Director Compensation

    Directors of the Company who are salaried employees of the Bank do not
receive any additional compensation for serving as a director or committee
member.  Non-employee directors of the Bank receive a retainer of $1,000 per
calendar quarter.

    In addition, each non-employee director in office in June, 1999 received
3,000 (as later adjusted for stock dividends declared in December, 1999) stock
options in 1999 for serving on the Board, and each non-employee director who
was a member of the Bank's Loan or Executive Committees in June, 1999 received
2,000 (as later adjusted for stock dividends declared in December, 1999)
additional stock options in 1999.



Board Compensation Committee Report on Executive Compensation

1. Performance and Policies.



   The Compensation Committee of the Board of Directors of the Company oversees
and administers the Company's executive compensation programs.  All members of
the Compensation Committee are outside directors who are not eligible to
participate in any of the compensation programs that the Committee oversees.
The Compensation Committee recommends and the Board of Directors determines,
based on such recommendations, compensation for the Chairman.  Compensation
levels for the other executive officers of the Company are determined by the
Compensation Committee, based on the recommendations of the Chairman.

   The Company's executive compensation program is designed to attract, retain,
motivate, and appropriately reward individuals who are responsible for the
Company's short- and long-term profitability, growth, and return to
shareholders.  It is also designed to align the interests of high level
employees with those of the Shareholders.  Compensation for Company executive
officers consists of base compensation, annual cash incentive awards, and
long-term incentive awards in the form of stock options.  Executive officers
also participate in a savings incentive plan and a medical plan available to
employees generally.

   The determination of base compensation increases, annual cash incentive
awards, and long-term incentive awards is based upon the performance of the
Company and the contribution of each individual to that performance.  Individual
contribution is assessed based upon factors such as level of responsibility, job
complexity, and the importance of the position in the structure of the Company
and the Bank.  Individual contribution is also judged more subjectively based
upon the Compensation Committee's overall evaluation of the officer's
professionalism and professional growth, judgment, business acumen and ability,
and effort.  The Compensation Committee also compares, on a random and
subjective basis, the salaries of the executive officers with the salaries of
executive officers of other bank holding companies of comparable size.
Finally the Compensation Committee considers whether compensation increases
are fair and equitable based upon individual performance and a comparison with
peers.  Although the components of compensation (base compensation, annual cash
incentive awards, and long-term incentive awards) are reviewed separately,
compensation decisions are made based on a review of total compensation.

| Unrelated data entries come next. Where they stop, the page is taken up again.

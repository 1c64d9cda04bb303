//! Point transaction records.
//!
//! Every points movement (award, redemption, compensation) is one
//! immutable [`PointTransaction`] in the append-only log. The original
//! system attached free-form JSON metadata to each transaction; here the
//! metadata is a tagged enum with one well-typed variant per transaction
//! kind, so consumers get exhaustiveness checking instead of string lookups.

use std::fmt;
use std::str::FromStr;

use chrono::{DateTime, NaiveDate, Utc};
use serde::{Deserialize, Serialize};

/// Classification of a points movement.
#[derive(Debug, Clone, Copy, PartialEq, Eq, Hash, Serialize, Deserialize)]
#[serde(rename_all = "snake_case")]
pub enum TransactionKind {
    /// Points earned from the day's step count.
    Steps,
    /// Points earned from a completed rewarded-ad view.
    AdView,
    /// Points granted by the bonus schedule.
    Bonus,
    /// Points spent on a reward (negative amount).
    Redemption,
    /// Compensating entry, e.g. points returned for a cancelled redemption.
    Adjustment,
    /// Points granted for referring a new user.
    Referral,
}

impl TransactionKind {
    /// Returns the storage representation.
    #[must_use]
    pub const fn as_str(self) -> &'static str {
        match self {
            Self::Steps => "steps",
            Self::AdView => "ad_view",
            Self::Bonus => "bonus",
            Self::Redemption => "redemption",
            Self::Adjustment => "adjustment",
            Self::Referral => "referral",
        }
    }

    /// Returns all kinds.
    #[must_use]
    pub const fn all() -> &'static [Self] {
        &[
            Self::Steps,
            Self::AdView,
            Self::Bonus,
            Self::Redemption,
            Self::Adjustment,
            Self::Referral,
        ]
    }
}

impl fmt::Display for TransactionKind {
    fn fmt(&self, f: &mut fmt::Formatter<'_>) -> fmt::Result {
        f.write_str(self.as_str())
    }
}

impl FromStr for TransactionKind {
    type Err = UnknownKind;

    fn from_str(s: &str) -> Result<Self, Self::Err> {
        Self::all()
            .iter()
            .copied()
            .find(|kind| kind.as_str() == s)
            .ok_or_else(|| UnknownKind(s.to_string()))
    }
}

/// A stored transaction kind that is not part of the taxonomy.
#[derive(Debug, thiserror::Error)]
#[error("unknown transaction kind: {0}")]
pub struct UnknownKind(pub String);

/// Bonus grant categories from the engagement schedule.
#[derive(Debug, Clone, Copy, PartialEq, Eq, Hash, Serialize, Deserialize)]
#[serde(rename_all = "snake_case")]
pub enum BonusKind {
    /// First login of a UTC day.
    DailyLogin,
    /// Weekly step goal reached.
    WeeklyGoal,
    /// Monthly challenge completed.
    MonthlyChallenge,
}

impl BonusKind {
    /// Returns the storage representation.
    #[must_use]
    pub const fn as_str(self) -> &'static str {
        match self {
            Self::DailyLogin => "daily_login",
            Self::WeeklyGoal => "weekly_goal",
            Self::MonthlyChallenge => "monthly_challenge",
        }
    }
}

impl fmt::Display for BonusKind {
    fn fmt(&self, f: &mut fmt::Formatter<'_>) -> fmt::Result {
        f.write_str(self.as_str())
    }
}

/// Typed payload attached to a transaction, one variant per kind.
#[derive(Debug, Clone, PartialEq, Serialize, Deserialize)]
#[serde(tag = "kind", rename_all = "snake_case")]
pub enum TransactionMetadata {
    /// Steps award context.
    Steps {
        /// Day the steps were walked (may differ from the append instant
        /// when a sync arrives after midnight).
        day: NaiveDate,
        /// Cumulative step count reported for that day.
        cumulative_steps: u64,
    },
    /// Rewarded-ad award context.
    AdView {
        /// Ad unit that served the view.
        ad_unit_id: String,
        /// Client-supplied dedup key for the view.
        view_id: String,
        /// Milliseconds of the ad actually watched, when reported.
        #[serde(skip_serializing_if = "Option::is_none")]
        watched_ms: Option<u64>,
    },
    /// Bonus grant context.
    Bonus {
        /// Which bonus fired.
        bonus: BonusKind,
        /// Grant period the bonus is keyed on (day, ISO week, or month).
        period: String,
    },
    /// Redemption spend context.
    Redemption {
        /// The redemption record this spend belongs to.
        redemption_id: String,
        /// Reward the points were exchanged for.
        reward_type: String,
    },
    /// Compensation context.
    Adjustment {
        /// Human-readable cause.
        reason: String,
        /// Redemption being compensated, when applicable.
        #[serde(skip_serializing_if = "Option::is_none")]
        related_redemption: Option<String>,
    },
    /// Referral award context.
    Referral {
        /// The user who was referred.
        referred_user_id: String,
    },
}

impl TransactionMetadata {
    /// Returns the transaction kind this metadata belongs to.
    #[must_use]
    pub const fn kind(&self) -> TransactionKind {
        match self {
            Self::Steps { .. } => TransactionKind::Steps,
            Self::AdView { .. } => TransactionKind::AdView,
            Self::Bonus { .. } => TransactionKind::Bonus,
            Self::Redemption { .. } => TransactionKind::Redemption,
            Self::Adjustment { .. } => TransactionKind::Adjustment,
            Self::Referral { .. } => TransactionKind::Referral,
        }
    }
}

/// One immutable entry in a user's points history.
///
/// Created exactly once when an award or redemption is accepted; never
/// mutated, never deleted. `balance_after` is the running balance
/// immediately after this entry: `balance_after == previous balance +
/// amount` holds for every entry, and replaying a user's history from zero
/// reproduces their balance.
#[derive(Debug, Clone, PartialEq, Serialize, Deserialize)]
pub struct PointTransaction {
    /// Unique identifier.
    pub id: String,
    /// Owning user.
    pub user_id: String,
    /// Classification, always consistent with `metadata`.
    pub kind: TransactionKind,
    /// Signed points delta; positive = earned, negative = spent.
    pub amount: i64,
    /// Running balance immediately after applying `amount`.
    pub balance_after: i64,
    /// Day the movement is attributed to (UTC).
    pub day: NaiveDate,
    /// Human-readable label; opaque to the policy.
    pub description: String,
    /// Typed context for the movement.
    pub metadata: TransactionMetadata,
    /// Append instant.
    pub created_at: DateTime<Utc>,
}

   (a) Base Compensation.  Pay levels for each executive are set annually at
   the beginning of the fiscal year and are based primarily on the performance
   of the Company during the prior fiscal year.  The Compensation Committee
   considers factors such as earnings per share, pre-tax earnings, net profits
   and return on equity.  Secondarily, the Compensation Committee considers
   individual performance in light of each executive's job responsibilities.
   In determining the base salaries for 1999, the Compensation Committee
   specifically took into account the Company's performance during 1998.
   Specifically, net income increased 8% during 1998; return on average assets
   and equity were 1.16% and 11.14%, respectively, as compared to 1.20% and
   11.54%, respectively, in 1997; credit performance remained excellent;
   diluted earnings per share increased from $1.14 in 1997, to $1.21 in 1998
   and loan growth exceeded expectations with 23% growth in 1998.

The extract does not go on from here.